— The data —
· · · · ·

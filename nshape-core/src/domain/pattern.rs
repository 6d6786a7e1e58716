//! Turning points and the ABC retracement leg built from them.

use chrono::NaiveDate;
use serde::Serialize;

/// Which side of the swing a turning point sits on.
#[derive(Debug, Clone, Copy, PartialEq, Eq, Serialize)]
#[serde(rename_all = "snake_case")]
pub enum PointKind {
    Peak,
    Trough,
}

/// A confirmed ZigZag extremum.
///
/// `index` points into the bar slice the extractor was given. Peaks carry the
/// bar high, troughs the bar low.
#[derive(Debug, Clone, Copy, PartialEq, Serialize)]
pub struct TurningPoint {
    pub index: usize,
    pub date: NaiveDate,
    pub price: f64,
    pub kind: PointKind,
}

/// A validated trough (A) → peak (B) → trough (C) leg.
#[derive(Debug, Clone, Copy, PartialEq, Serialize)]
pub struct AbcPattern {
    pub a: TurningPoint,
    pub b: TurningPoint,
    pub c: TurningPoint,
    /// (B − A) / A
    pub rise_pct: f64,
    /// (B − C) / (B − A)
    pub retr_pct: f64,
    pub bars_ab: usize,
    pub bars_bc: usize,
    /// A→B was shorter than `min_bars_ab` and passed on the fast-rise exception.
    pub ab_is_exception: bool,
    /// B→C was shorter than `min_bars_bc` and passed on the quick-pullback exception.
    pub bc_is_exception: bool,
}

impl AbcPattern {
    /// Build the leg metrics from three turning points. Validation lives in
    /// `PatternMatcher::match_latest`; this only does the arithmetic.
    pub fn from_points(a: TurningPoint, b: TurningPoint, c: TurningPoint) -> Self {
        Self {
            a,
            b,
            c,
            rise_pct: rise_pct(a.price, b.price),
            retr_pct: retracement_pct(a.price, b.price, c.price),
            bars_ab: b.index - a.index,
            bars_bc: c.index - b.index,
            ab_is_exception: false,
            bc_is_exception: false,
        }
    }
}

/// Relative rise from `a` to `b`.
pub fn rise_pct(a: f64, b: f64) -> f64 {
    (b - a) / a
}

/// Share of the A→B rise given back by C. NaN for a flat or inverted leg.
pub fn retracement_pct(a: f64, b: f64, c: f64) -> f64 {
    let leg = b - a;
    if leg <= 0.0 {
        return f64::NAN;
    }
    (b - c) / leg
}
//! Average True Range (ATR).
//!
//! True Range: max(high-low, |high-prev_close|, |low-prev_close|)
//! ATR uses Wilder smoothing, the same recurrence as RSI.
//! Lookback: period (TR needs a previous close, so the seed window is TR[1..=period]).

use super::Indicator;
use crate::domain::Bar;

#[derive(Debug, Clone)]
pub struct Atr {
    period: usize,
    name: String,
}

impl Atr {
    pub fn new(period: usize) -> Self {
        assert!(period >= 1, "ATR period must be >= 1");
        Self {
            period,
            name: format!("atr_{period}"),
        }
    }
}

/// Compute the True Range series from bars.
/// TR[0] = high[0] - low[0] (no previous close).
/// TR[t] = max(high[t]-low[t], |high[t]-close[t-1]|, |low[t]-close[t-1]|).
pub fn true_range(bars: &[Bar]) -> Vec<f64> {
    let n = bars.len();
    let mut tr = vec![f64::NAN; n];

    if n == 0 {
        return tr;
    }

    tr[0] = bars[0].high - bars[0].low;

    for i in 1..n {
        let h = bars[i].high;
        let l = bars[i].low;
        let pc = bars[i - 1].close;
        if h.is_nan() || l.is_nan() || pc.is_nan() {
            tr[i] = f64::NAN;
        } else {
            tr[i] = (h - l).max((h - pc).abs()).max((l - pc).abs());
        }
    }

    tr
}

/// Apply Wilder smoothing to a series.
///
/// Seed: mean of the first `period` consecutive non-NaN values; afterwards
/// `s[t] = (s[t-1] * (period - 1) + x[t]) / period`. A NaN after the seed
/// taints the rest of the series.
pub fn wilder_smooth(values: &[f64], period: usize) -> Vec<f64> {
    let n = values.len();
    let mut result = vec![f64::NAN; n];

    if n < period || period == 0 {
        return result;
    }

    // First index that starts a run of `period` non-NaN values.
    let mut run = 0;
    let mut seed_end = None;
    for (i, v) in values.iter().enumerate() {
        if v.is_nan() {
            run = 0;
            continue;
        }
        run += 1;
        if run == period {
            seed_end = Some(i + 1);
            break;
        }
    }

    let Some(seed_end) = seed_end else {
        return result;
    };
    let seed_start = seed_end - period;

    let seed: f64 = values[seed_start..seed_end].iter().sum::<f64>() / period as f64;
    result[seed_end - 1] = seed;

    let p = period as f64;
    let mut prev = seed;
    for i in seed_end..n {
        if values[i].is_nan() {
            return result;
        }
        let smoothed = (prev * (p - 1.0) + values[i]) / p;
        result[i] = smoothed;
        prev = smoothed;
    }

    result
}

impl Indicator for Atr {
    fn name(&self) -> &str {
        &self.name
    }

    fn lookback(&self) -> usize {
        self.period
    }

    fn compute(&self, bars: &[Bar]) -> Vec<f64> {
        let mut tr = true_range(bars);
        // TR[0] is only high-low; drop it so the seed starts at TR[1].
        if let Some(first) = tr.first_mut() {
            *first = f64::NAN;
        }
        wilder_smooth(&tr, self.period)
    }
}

· · · · ·

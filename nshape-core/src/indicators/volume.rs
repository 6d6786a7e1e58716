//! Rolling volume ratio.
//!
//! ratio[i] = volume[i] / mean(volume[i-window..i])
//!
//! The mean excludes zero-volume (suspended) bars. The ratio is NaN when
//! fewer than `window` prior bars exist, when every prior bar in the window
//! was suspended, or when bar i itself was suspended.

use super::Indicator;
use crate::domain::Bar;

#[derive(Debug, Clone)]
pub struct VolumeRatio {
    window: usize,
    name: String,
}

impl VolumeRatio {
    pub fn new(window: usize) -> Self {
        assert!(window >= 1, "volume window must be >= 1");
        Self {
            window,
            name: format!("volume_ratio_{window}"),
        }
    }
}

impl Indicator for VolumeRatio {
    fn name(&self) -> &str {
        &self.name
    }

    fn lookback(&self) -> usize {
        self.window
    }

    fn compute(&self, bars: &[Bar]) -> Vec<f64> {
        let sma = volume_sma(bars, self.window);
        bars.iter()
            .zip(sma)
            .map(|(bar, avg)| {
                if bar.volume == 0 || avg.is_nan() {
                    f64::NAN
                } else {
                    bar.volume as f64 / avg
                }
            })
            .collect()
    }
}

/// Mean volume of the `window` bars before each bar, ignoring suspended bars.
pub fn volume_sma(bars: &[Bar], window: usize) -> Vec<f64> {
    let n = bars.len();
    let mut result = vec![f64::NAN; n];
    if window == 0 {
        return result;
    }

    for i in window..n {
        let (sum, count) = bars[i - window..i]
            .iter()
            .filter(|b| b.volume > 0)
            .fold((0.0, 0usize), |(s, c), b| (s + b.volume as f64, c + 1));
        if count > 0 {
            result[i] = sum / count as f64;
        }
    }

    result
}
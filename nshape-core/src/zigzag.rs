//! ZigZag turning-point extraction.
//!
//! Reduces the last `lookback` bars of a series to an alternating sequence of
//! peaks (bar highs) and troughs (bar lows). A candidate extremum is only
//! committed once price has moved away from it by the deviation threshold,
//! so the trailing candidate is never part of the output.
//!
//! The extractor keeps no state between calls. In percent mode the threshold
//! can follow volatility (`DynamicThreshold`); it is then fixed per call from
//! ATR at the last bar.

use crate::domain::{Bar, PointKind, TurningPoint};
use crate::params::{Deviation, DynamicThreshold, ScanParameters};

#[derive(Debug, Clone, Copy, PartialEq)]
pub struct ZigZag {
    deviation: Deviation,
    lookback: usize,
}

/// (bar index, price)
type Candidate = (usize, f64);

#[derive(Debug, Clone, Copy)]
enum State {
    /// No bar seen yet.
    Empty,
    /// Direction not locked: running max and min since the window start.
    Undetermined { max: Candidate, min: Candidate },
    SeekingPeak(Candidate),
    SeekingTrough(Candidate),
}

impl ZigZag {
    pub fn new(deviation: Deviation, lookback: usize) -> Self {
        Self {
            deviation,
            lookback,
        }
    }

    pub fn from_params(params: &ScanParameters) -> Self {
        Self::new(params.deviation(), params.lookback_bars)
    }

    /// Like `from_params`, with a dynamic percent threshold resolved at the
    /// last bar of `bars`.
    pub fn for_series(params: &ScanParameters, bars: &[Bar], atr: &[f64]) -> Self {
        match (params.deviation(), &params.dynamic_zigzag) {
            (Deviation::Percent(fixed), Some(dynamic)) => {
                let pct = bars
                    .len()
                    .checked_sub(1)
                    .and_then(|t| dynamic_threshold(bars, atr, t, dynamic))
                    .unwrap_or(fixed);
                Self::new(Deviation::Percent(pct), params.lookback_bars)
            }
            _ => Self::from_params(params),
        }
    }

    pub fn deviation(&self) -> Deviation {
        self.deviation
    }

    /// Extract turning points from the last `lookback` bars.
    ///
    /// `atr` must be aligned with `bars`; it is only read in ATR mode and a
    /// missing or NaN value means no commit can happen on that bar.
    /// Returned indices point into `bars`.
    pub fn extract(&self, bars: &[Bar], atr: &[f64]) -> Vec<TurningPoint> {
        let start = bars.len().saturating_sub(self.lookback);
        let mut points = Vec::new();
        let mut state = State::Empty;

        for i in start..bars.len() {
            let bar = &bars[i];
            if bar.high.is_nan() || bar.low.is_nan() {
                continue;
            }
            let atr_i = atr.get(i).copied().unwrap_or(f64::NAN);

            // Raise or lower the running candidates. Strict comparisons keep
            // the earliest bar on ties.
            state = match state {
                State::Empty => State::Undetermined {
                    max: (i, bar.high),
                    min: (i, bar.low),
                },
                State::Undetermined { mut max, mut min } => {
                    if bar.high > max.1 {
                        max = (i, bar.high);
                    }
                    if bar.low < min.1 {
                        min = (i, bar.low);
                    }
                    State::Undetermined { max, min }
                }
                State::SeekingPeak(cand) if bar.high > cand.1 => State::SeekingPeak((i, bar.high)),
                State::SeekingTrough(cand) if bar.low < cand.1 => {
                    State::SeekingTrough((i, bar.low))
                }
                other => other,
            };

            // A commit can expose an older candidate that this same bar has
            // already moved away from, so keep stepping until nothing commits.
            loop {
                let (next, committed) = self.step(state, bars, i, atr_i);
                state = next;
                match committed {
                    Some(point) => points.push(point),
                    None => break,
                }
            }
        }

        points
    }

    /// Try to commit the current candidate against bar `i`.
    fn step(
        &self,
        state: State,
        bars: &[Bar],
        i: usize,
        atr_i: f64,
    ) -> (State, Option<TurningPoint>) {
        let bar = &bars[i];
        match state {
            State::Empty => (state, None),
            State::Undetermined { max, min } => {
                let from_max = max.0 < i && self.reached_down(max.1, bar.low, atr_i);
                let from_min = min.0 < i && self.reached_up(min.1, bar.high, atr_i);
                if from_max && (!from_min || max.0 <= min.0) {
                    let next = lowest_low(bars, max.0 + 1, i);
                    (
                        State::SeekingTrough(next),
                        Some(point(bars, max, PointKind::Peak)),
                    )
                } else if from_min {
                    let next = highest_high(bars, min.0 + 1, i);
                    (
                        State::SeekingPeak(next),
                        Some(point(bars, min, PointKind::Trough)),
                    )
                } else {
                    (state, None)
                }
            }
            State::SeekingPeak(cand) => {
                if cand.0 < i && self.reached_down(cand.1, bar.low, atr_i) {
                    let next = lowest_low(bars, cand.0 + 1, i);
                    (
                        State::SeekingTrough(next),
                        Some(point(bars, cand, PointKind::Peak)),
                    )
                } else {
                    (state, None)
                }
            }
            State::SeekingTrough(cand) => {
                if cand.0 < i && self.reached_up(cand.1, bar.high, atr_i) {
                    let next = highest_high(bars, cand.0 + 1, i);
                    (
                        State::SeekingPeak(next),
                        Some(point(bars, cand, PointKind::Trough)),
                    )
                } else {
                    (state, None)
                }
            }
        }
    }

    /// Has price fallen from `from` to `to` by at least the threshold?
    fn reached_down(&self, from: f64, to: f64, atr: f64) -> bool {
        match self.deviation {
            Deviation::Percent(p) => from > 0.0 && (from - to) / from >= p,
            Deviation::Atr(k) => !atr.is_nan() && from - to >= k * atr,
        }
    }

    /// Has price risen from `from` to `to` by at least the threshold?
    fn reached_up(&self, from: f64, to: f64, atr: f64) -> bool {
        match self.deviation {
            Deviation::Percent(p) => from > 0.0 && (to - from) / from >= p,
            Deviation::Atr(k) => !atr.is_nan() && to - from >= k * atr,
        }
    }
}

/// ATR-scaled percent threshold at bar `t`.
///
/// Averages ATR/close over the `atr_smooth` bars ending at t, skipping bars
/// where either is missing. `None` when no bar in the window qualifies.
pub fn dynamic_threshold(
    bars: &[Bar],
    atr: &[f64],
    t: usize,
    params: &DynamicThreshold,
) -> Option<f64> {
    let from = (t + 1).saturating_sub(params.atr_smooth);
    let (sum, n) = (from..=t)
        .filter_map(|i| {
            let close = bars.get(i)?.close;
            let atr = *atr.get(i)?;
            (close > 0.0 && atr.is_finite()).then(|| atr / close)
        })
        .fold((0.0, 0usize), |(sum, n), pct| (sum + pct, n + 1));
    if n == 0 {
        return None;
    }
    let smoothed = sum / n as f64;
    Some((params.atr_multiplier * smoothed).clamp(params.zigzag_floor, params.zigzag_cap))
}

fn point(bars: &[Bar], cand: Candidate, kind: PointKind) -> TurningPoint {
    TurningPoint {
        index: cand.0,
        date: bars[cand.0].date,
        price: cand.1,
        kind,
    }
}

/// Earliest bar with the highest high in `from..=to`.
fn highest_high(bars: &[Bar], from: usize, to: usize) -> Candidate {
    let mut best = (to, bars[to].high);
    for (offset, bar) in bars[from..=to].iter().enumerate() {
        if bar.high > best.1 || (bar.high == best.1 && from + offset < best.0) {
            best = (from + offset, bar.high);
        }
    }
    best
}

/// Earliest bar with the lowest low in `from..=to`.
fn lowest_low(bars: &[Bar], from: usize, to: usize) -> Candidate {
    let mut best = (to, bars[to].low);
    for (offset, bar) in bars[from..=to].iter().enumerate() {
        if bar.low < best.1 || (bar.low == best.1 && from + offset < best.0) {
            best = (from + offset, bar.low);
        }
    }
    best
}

· · · · ·

— Requirement —
Locate the lines above that contain "only" and copy them.

— Task answer —
    /// `PatternMatcher::match_latest`; this only does the arithmetic.
        // TR[0] is only high-low; drop it so the seed starts at TR[1].
//! peaks (bar highs) and troughs (bar lows). A candidate extremum is only
    /// `atr` must be aligned with `bars`; it is only read in ATR mode and a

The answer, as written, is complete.